▸ YOUR INSTRUCTIONS
Nothing but the records, repeated exactly, should form the response.

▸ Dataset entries
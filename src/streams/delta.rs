use tracing::debug;

use crate::engine::{Processor, ProcessorContext, StreamRecord};
use crate::error::Result;
use crate::model::{DeltaEvent, LocationEvent, MatatuSnapshot};

/// Turns absolute passenger counts into boardings and alightings.
///
/// Input is keyed by matatuId. The store keeps each matatu's last count; a
/// matatu seen for the first time counts as starting from zero.
pub struct DeltaProcessor {
    store: String,
}

impl DeltaProcessor {
    pub fn new(store: &str) -> Self {
        Self {
            store: store.to_string(),
        }
    }
}

impl Processor for DeltaProcessor {
    fn process(&mut self, record: &StreamRecord, ctx: &mut ProcessorContext<'_>) -> Result<()> {
        let event: LocationEvent = record.decode()?;
        let matatu_id = record.key.as_str();
        let now = ctx.now();
        let store = ctx.store(&self.store)?;

        let previous = store
            .get::<MatatuSnapshot>(matatu_id)?
            .map_or(0, |s| s.last_passenger_count);
        let delta = DeltaEvent::between(
            matatu_id,
            &event.route_id,
            &event.route_name,
            previous,
            event.passengers_onboard,
        );
        debug!(
            matatu_id,
            previous,
            current = event.passengers_onboard,
            delta = delta.passenger_delta,
            "Passenger delta"
        );

        store.put(
            matatu_id,
            &MatatuSnapshot {
                matatu_id: matatu_id.to_string(),
                route_id: event.route_id.clone(),
                last_passenger_count: event.passengers_onboard,
                last_updated: now,
            },
        )?;
        ctx.forward(record.key.clone(), &delta, record.timestamp)
    }
}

▸ EXPECTED ANSWER
filename src/streams/delta.rs
use tracing::debug;

use crate::engine::{Processor, ProcessorContext, StreamRecord};
use crate::error::Result;
use crate::model::{DeltaEvent, LocationEvent, MatatuSnapshot};

/// Turns absolute passenger counts into boardings and alightings.
///
/// Input is keyed by matatuId. The store keeps each matatu's last count; a
/// matatu seen for the first time counts as starting from zero.
pub struct DeltaProcessor {
    store: String,
}

impl DeltaProcessor {
    pub fn new(store: &str) -> Self {
        Self {
            store: store.to_string(),
        }
    }
}

impl Processor for DeltaProcessor {
    fn process(&mut self, record: &StreamRecord, ctx: &mut ProcessorContext<'_>) -> Result<()> {
        let event: LocationEvent = record.decode()?;
        let matatu_id = record.key.as_str();
        let now = ctx.now();
        let store = ctx.store(&self.store)?;

        let previous = store
            .get::<MatatuSnapshot>(matatu_id)?
            .map_or(0, |s| s.last_passenger_count);
        let delta = DeltaEvent::between(
            matatu_id,
            &event.route_id,
            &event.route_name,
            previous,
            event.passengers_onboard,
        );
        debug!(
            matatu_id,
            previous,
            current = event.passengers_onboard,
            delta = delta.passenger_delta,
            "Passenger delta"
        );

        store.put(
            matatu_id,
            &MatatuSnapshot {
                matatu_id: matatu_id.to_string(),
                route_id: event.route_id.clone(),
                last_passenger_count: event.passengers_onboard,
                last_updated: now,
            },
        )?;
        ctx.forward(record.key.clone(), &delta, record.timestamp)
    }
}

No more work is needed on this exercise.